When a whole population is at risk, it becomes logical to treat the whole population. Two British epidemiologists have published a thought experiment in which they envisage the benefits of treating all adults over the age of 55 with a combined pill containing a statin, three antihypertensive agents, aspirin and folic acid [25]. Ridiculous? No, logical. If we are all at risk, we would all benefit from treatment. It is—from the perspective of the two epidemiologists—the traditional “screen and treat” strategy that lacks logic. Screening, as they point out, cannot discriminate cleanly between risk and non-risk, for the simple reason that the whole population falls within the risk category. The proposal needs testing but the logic seems impeccable, and—who knows?—one day an insulin sensitiser might become an ingredient of the polypill.

Our species has seen two great transitions. The first transition came with the introduction of agriculture, which resulted in increased population density, intermittent undernutrition and much greater exposure to epidemic and water-borne infection. Selection pressure was at its most intense under the age of five. The second transition, less than a century old, brought freedom from hunger and most forms of infectious disease. This, the greatest benefit ever to be experienced by the human race, is already taken for granted. The second transition remains incomplete, for its full effects have only been felt by the relatively affluent, and its consequences upon their physique and health have yet to be fully expressed. Meanwhile, like it or loathe it, the changing phenotype of our species will change our whole perception of health. Many might wish to lead a “more natural” life, but this is nostalgia for what never was. Our species domesticated itself long ago, together with its farm animals, and wild-type humans are virtually extinct. We have made our own environment and must learn to live in it.

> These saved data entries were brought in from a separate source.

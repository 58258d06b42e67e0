//! Deterministic row-major grid placement for tabular plant lists.
//!
//! Each input record at position `i` lands at `x = i % width`, `y = i / width`.
//! The result is emitted as `placement.json` (a sequence of mappings) and
//! `layout.csv` (input columns followed by `x`, `y`).
//!
//! The staged pipeline:
//!
//! 1. Validate the grid: [`GridSpec::new`]
//! 2. Read the input: [`load_table`] / [`read_table`]
//! 3. Place: [`GridPlacer::place`]
//! 4. Encode: [`serialize_json`], [`serialize_tabular`]
//! 5. Write: [`EncodedOutputs::write_to`]
//!
//! [`run_layout`] performs all five.

#![forbid(unsafe_code)]

pub mod delimited;
pub mod emit;
pub mod error;
pub mod fonts;
pub mod grid;
pub mod pipeline;
pub mod place;
pub mod plants;
pub mod table;

pub use delimited::{Delimiter, read_table, read_table_bytes};
pub use emit::{EncodedOutputs, LAYOUT_CSV, PLACEMENT_JSON, serialize_json, serialize_tabular};
pub use error::{LayoutError, LayoutResult};
pub use grid::{GridSpec, Placement};
pub use pipeline::{InputFormat, LayoutJob, LayoutOutputs, load_table, prepare, run_layout};
pub use place::{GridPlacer, PlacedRecord, PlacementSet, X_FIELD, Y_FIELD, place};
pub use plants::{PlantInput, plants_to_csv};
pub use table::{Record, Table};
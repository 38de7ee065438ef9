//! Fusion lathe post-processor
//!
//! Cleans CAM output into a program the lathe runs as-is: CAM setup lines are
//! dropped, every tool change gets a header built from a tool table keyed by
//! TOOL_KEY comments, and the whole thing is wrapped in the shop's fixed
//! startup/shutdown blocks.

pub mod config;
pub mod error;
pub mod filter;
pub mod input;
pub mod lexer;
pub mod output;
pub mod post;
pub mod preamble;
pub mod tool_key;
pub mod tool_library;

use chrono::Local;
use std::path::{Path, PathBuf};
use tracing::info;

pub use config::Settings;
pub use error::{PostError, Result};
pub use post::{GCodeOutput, LathePost, PostProcessor, PostReport, PostedProgram};
pub use tool_library::{ToolEntry, ToolTable};

/// `RUST_LOG` when set, otherwise `info` (`debug` with `verbose`)
fn log_filter(verbose: bool) -> tracing_subscriber::EnvFilter {
    let level = if verbose {
        tracing::Level::DEBUG
    } else {
        tracing::Level::INFO
    };
    tracing_subscriber::EnvFilter::builder()
        .with_default_directive(level.into())
        .from_env_lossy()
}

/// Install the tracing subscriber. Logs go to stderr so `--stdout` output stays clean.
pub fn init_logging(verbose: bool) -> anyhow::Result<()> {
    use tracing_subscriber::fmt;
    use tracing_subscriber::prelude::*;

    let env_filter = log_filter(verbose);

    let fmt_layer = fmt::layer()
        .with_writer(std::io::stderr)
        .with_target(false)
        .with_level(true);

    tracing_subscriber::registry()
        .with(env_filter)
        .with(fmt_layer)
        .try_init()?;

    Ok(())
}

/// Read and post one file
pub fn post_file(input: &Path, tools: &ToolTable) -> Result<PostedProgram> {
    let source = input::read_source(input)?;
    let post = LathePost::new(tools);
    info!("Posting {} with {} post", input.display(), post.name());
    Ok(post.process(&source))
}

#[derive(Debug)]
pub struct RunOutcome {
    pub posted: PostedProgram,
    /// Where the program was written, `None` when printing to stdout
    pub written_to: Option<PathBuf>,
}

/// Full run: load tools, post the input, write the result.
///
/// Nothing is written unless every pass succeeded.
pub fn run(settings: &Settings, input: &Path) -> Result<RunOutcome> {
    let tools = ToolTable::load_or_empty(&settings.tools)?;
    let posted = post_file(input, &tools)?;

    if settings.stdout {
        return Ok(RunOutcome {
            posted,
            written_to: None,
        });
    }

    let path = match &settings.output {
        Some(path) => path.clone(),
        None => output::default_output_path(
            &settings.output_dir,
            input,
            Local::now().naive_local(),
        ),
    };
    output::write_program(&path, &posted.output)?;
    info!("Saved cleaned file to {}", path.display());

    Ok(RunOutcome {
        posted,
        written_to: Some(path),
    })
}

#[cfg(test)]
mod tests {
    use super::*;

    const PROGRAM: &str = "%\nO1234\n(TOOL_KEY=DRILL1)\nT0101\nG01X1.Y1.\nM30\n%\n";

    #[test]
    fn test_rust_log_overrides_default_level() {
        use tracing_subscriber::filter::LevelFilter;

        // Only test touching RUST_LOG; set and cleared in one place
        std::env::set_var("RUST_LOG", "warn");
        let quiet = log_filter(false);
        let verbose = log_filter(true);
        std::env::remove_var("RUST_LOG");

        assert_eq!(quiet.max_level_hint(), Some(LevelFilter::WARN));
        assert_eq!(verbose.max_level_hint(), Some(LevelFilter::WARN));

        assert_eq!(log_filter(false).max_level_hint(), Some(LevelFilter::INFO));
        assert_eq!(log_filter(true).max_level_hint(), Some(LevelFilter::DEBUG));
    }

    #[test]
    fn test_run_writes_timestamped_file() {
        let dir = tempfile::tempdir().unwrap();
        let input = dir.path().join("flange.nc");
        std::fs::write(&input, PROGRAM).unwrap();
        let tools = dir.path().join("tools.json");
        std::fs::write(
            &tools,
            r#"{"DRILL1": {"display": "(DRILL 1)", "speed": 800, "feed": ".1"}}"#,
        )
        .unwrap();

        let settings = Settings {
            tools,
            output_dir: dir.path().join("Output"),
            ..Settings::default()
        };
        let outcome = run(&settings, &input).unwrap();

        let written = outcome.written_to.unwrap();
        let name = written.file_name().unwrap().to_string_lossy().into_owned();
        assert!(name.starts_with("flange_cleaned_"), "{name}");
        assert!(name.ends_with(".nc"));

        let text = std::fs::read_to_string(&written).unwrap();
        assert!(text.starts_with("START\n%\nO1234\n"));
        assert!(text.contains("N100 (DRILL 1)\nG30U0W0\nT0101\nG140M08\nG99G96S800F.1\n"));
        assert!(text.ends_with("M99\n%"));
    }

    #[test]
    fn test_run_without_tool_table() {
        let dir = tempfile::tempdir().unwrap();
        let input = dir.path().join("part.nc");
        std::fs::write(&input, PROGRAM).unwrap();

        let settings = Settings {
            tools: dir.path().join("tools.json"),
            output: Some(dir.path().join("out.nc")),
            ..Settings::default()
        };
        let outcome = run(&settings, &input).unwrap();

        let text = std::fs::read_to_string(outcome.written_to.unwrap()).unwrap();
        assert!(text.contains("N100 (UNKNOWN TOOL)"));
        assert_eq!(outcome.posted.report.unknown_tools, vec!["T0101"]);
    }

    #[test]
    fn test_unreadable_input_writes_nothing() {
        let dir = tempfile::tempdir().unwrap();
        let out_dir = dir.path().join("Output");

        let settings = Settings {
            tools: dir.path().join("tools.json"),
            output_dir: out_dir.clone(),
            ..Settings::default()
        };
        let err = run(&settings, &dir.path().join("missing.nc")).unwrap_err();

        assert!(matches!(err, PostError::ReadInput { .. }));
        assert!(!out_dir.exists());
    }

    #[test]
    fn test_stdout_mode_writes_nothing() {
        let dir = tempfile::tempdir().unwrap();
        let input = dir.path().join("part.nc");
        std::fs::write(&input, PROGRAM).unwrap();

        let settings = Settings {
            tools: dir.path().join("tools.json"),
            output_dir: dir.path().join("Output"),
            stdout: true,
            ..Settings::default()
        };
        let outcome = run(&settings, &input).unwrap();

        assert!(outcome.written_to.is_none());
        assert!(!dir.path().join("Output").exists());
        assert_eq!(outcome.posted.report.program_number, "O1234");
    }
}
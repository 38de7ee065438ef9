//! Post-processors for machine-specific G-code output
//!
//! Takes raw CAM output and turns it into a program the machine accepts as-is.
//! The lathe post runs these passes in order, each feeding the next:
//! filter -> normalize -> strip preamble -> assemble tool blocks -> envelope.

use crate::filter::{keep_relevant_lines, normalize};
use crate::preamble::strip_preamble;
use crate::tool_library::ToolTable;
use tracing::info;

pub mod assembler;
pub mod envelope;
pub mod tool_block;

use assembler::BlockAssembler;

/// Finished program text, one entry per line
#[derive(Debug, Clone, Default, PartialEq)]
pub struct GCodeOutput {
    pub lines: Vec<String>,
}

impl GCodeOutput {
    pub fn new() -> Self {
        Self::default()
    }

    pub fn emit(&mut self, line: impl Into<String>) {
        self.lines.push(line.into());
    }

    pub fn emit_all<I, S>(&mut self, lines: I)
    where
        I: IntoIterator<Item = S>,
        S: Into<String>,
    {
        self.lines.extend(lines.into_iter().map(Into::into));
    }

    pub fn len(&self) -> usize {
        self.lines.len()
    }

    pub fn is_empty(&self) -> bool {
        self.lines.is_empty()
    }
}

/// Lines joined with `\n`, no trailing newline
impl std::fmt::Display for GCodeOutput {
    fn fmt(&self, f: &mut std::fmt::Formatter<'_>) -> std::fmt::Result {
        write!(f, "{}", self.lines.join("\n"))
    }
}

/// What a run did, for the console summary
#[derive(Debug, Clone, Default, PartialEq)]
pub struct PostReport {
    pub program_number: String,
    /// Lines dropped as not part of the machining program
    pub filtered_out: usize,
    /// Setup codes removed by the normalizer
    pub codes_removed: usize,
    pub tool_blocks: usize,
    pub close_blocks: usize,
    /// Tool lines whose key was empty or missing from the table
    pub unknown_tools: Vec<String>,
}

#[derive(Debug, Clone, PartialEq)]
pub struct PostedProgram {
    pub output: GCodeOutput,
    pub report: PostReport,
}

/// Post-processor trait - implemented for each controller type
pub trait PostProcessor {
    /// Convert raw CAM output to machine-specific output
    fn process(&self, source: &str) -> PostedProgram;

    /// Machine/controller name
    fn name(&self) -> &str;
}

/// Fusion lathe output -> shop-ready program with per-tool headers
pub struct LathePost<'a> {
    tools: &'a ToolTable,
}

impl<'a> LathePost<'a> {
    pub fn new(tools: &'a ToolTable) -> Self {
        Self { tools }
    }

    /// Run every pass over already-split lines
    pub fn process_lines<S: AsRef<str>>(&self, raw: &[S]) -> PostedProgram {
        let relevant = keep_relevant_lines(raw);
        let normalized = normalize(relevant.lines);
        let preamble = strip_preamble(&normalized.lines);

        let assembly = BlockAssembler::new(self.tools)
            .with_pending_key(preamble.lead_key)
            .assemble(&preamble.lines);
        let output = envelope::wrap(&preamble.program_number, assembly.body);

        info!(
            "Posted {} with {} tool blocks ({} unknown)",
            preamble.program_number,
            assembly.tool_blocks,
            assembly.unknown_tools.len()
        );

        PostedProgram {
            output,
            report: PostReport {
                program_number: preamble.program_number,
                filtered_out: relevant.removed,
                codes_removed: normalized.removed,
                tool_blocks: assembly.tool_blocks,
                close_blocks: assembly.close_blocks,
                unknown_tools: assembly.unknown_tools,
            },
        }
    }
}

impl PostProcessor for LathePost<'_> {
    fn process(&self, source: &str) -> PostedProgram {
        let lines: Vec<&str> = source.lines().collect();
        self.process_lines(&lines)
    }

    fn name(&self) -> &str {
        "Fusion Lathe"
    }
}
use logos::Logos;

/// Leading word of a G-code line.
/// Only the first token of a line matters to the post; the rest is passed through untouched.

#[derive(Logos, Debug, Clone, PartialEq)]
#[logos(error = LexerError)]
pub enum Head {
    // Program number, e.g. O1234
    #[regex(r"O[0-9]+")]
    ProgramNumber,

    // Tool change needs at least two digits (T01, T0101)
    #[regex(r"T[0-9][0-9]+")]
    ToolNumber,

    #[token("%")]
    Percent,

    #[token("M99")]
    #[token("M30")]
    EndMarker,
}

#[derive(Debug, Clone, PartialEq, Default)]
pub struct LexerError;

impl std::fmt::Display for LexerError {
    fn fmt(&self, f: &mut std::fmt::Formatter<'_>) -> std::fmt::Result {
        write!(f, "lexer error")
    }
}

impl std::error::Error for LexerError {}

/// What a trimmed line means to the post
#[derive(Debug, Clone, Copy, PartialEq, Eq)]
pub enum LineKind {
    Blank,
    /// `( ... )`
    Comment,
    /// `O` followed only by digits
    ProgramNumber,
    /// `T` followed by at least two digits
    ToolChange,
    /// Bare `M99` / `M30`
    EndMarker,
    /// Bare `%`
    Percent,
    /// Anything else, copied verbatim
    Code,
}

/// Leading characters of lines worth keeping
pub const LEADING_TOKENS: [char; 5] = ['G', 'N', 'T', 'O', '('];

/// Lines kept even though they don't start with a leading token
pub const BARE_MARKERS: [&str; 3] = ["%", "M99", "M30"];

/// Lex the head of a line, returning the token and whether it spans the whole line
fn lex_head(line: &str) -> Option<(Head, bool)> {
    let mut lexer = Head::lexer(line);
    match lexer.next() {
        Some(Ok(head)) if lexer.span().start == 0 => Some((head, lexer.span().end == line.len())),
        _ => None,
    }
}

/// Classify a line. Leading/trailing whitespace is ignored.
pub fn classify(line: &str) -> LineKind {
    let s = line.trim();
    if s.is_empty() {
        return LineKind::Blank;
    }
    if s.starts_with('(') && s.ends_with(')') {
        return LineKind::Comment;
    }

    match lex_head(s) {
        Some((Head::ProgramNumber, true)) => LineKind::ProgramNumber,
        Some((Head::ToolNumber, _)) => LineKind::ToolChange,
        Some((Head::Percent, true)) => LineKind::Percent,
        Some((Head::EndMarker, true)) => LineKind::EndMarker,
        _ => LineKind::Code,
    }
}

/// Whether a trimmed line belongs to the machining program at all
pub fn is_relevant(line: &str) -> bool {
    let s = line.trim();
    if s.is_empty() {
        return false;
    }
    s.starts_with(LEADING_TOKENS) || BARE_MARKERS.contains(&s)
}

One implication is that we can turn our remarkable developmental plasticity to our own advantage. There are indications of hope. Adult height can be predicted with reasonable accuracy from a child’s height at age 3, but adult obesity is less easily predicted from its weight; parental obesity is more of a risk factor [26]. Equally, height has increased in linear fashion in response to greater wealth [27], but obesity has a much more complex relationship with affluence, and there are striking differences between and within populations. In western countries the better educated and better off are less likely to gain weight than the relatively deprived. All this suggests that we can remodel the adult phenotype of future generations, but with the proviso that the war must be fought and won in the nursery and in the infant school. Failing this, pharmaceuticals will increasingly form part of our routine survival kit for life on planet Earth. Unless, of course, the privileged minority of its inhabitants who have experienced the wealth revolution fails to find a way of sharing its benefits peacefully with the rest, for war and famine are very effective remedies for diabetes.